Every single entry that follows must be copied exactly.
________________________
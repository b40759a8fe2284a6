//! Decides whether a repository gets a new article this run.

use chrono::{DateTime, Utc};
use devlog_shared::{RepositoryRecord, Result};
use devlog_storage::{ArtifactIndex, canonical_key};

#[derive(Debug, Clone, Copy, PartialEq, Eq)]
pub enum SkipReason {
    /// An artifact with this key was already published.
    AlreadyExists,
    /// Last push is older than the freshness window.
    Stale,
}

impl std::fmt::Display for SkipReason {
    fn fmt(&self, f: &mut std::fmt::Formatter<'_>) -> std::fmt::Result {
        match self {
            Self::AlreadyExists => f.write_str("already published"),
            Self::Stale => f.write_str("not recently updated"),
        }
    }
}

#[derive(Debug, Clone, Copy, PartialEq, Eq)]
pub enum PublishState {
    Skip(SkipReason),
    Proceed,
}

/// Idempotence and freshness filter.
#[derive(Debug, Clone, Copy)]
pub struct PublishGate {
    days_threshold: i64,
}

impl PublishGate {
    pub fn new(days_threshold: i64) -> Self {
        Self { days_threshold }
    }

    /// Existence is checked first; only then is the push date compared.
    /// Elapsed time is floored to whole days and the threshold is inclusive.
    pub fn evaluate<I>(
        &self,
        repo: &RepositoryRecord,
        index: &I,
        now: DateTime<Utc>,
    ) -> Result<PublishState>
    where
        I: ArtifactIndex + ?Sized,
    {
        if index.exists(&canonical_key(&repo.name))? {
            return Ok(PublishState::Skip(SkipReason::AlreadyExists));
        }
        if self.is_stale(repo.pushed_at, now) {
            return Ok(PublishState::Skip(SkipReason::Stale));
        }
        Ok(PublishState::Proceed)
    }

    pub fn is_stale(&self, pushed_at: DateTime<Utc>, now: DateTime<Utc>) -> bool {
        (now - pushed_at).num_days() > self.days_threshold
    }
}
________________________
### RESULT
repository b40759a8fe2284a6
//! Decides whether a repository gets a new article this run.

use chrono::{DateTime, Utc};
use devlog_shared::{RepositoryRecord, Result};
use devlog_storage::{ArtifactIndex, canonical_key};

#[derive(Debug, Clone, Copy, PartialEq, Eq)]
pub enum SkipReason {
    /// An artifact with this key was already published.
    AlreadyExists,
    /// Last push is older than the freshness window.
    Stale,
}

impl std::fmt::Display for SkipReason {
    fn fmt(&self, f: &mut std::fmt::Formatter<'_>) -> std::fmt::Result {
        match self {
            Self::AlreadyExists => f.write_str("already published"),
            Self::Stale => f.write_str("not recently updated"),
        }
    }
}

#[derive(Debug, Clone, Copy, PartialEq, Eq)]
pub enum PublishState {
    Skip(SkipReason),
    Proceed,
}

/// Idempotence and freshness filter.
#[derive(Debug, Clone, Copy)]
pub struct PublishGate {
    days_threshold: i64,
}

impl PublishGate {
    pub fn new(days_threshold: i64) -> Self {
        Self { days_threshold }
    }

    /// Existence is checked first; only then is the push date compared.
    /// Elapsed time is floored to whole days and the threshold is inclusive.
    pub fn evaluate<I>(
        &self,
        repo: &RepositoryRecord,
        index: &I,
        now: DateTime<Utc>,
    ) -> Result<PublishState>
    where
        I: ArtifactIndex + ?Sized,
    {
        if index.exists(&canonical_key(&repo.name))? {
            return Ok(PublishState::Skip(SkipReason::AlreadyExists));
        }
        if self.is_stale(repo.pushed_at, now) {
            return Ok(PublishState::Skip(SkipReason::Stale));
        }
        Ok(PublishState::Proceed)
    }

    pub fn is_stale(&self, pushed_at: DateTime<Utc>, now: DateTime<Utc>) -> bool {
        (now - pushed_at).num_days() > self.days_threshold
    }
}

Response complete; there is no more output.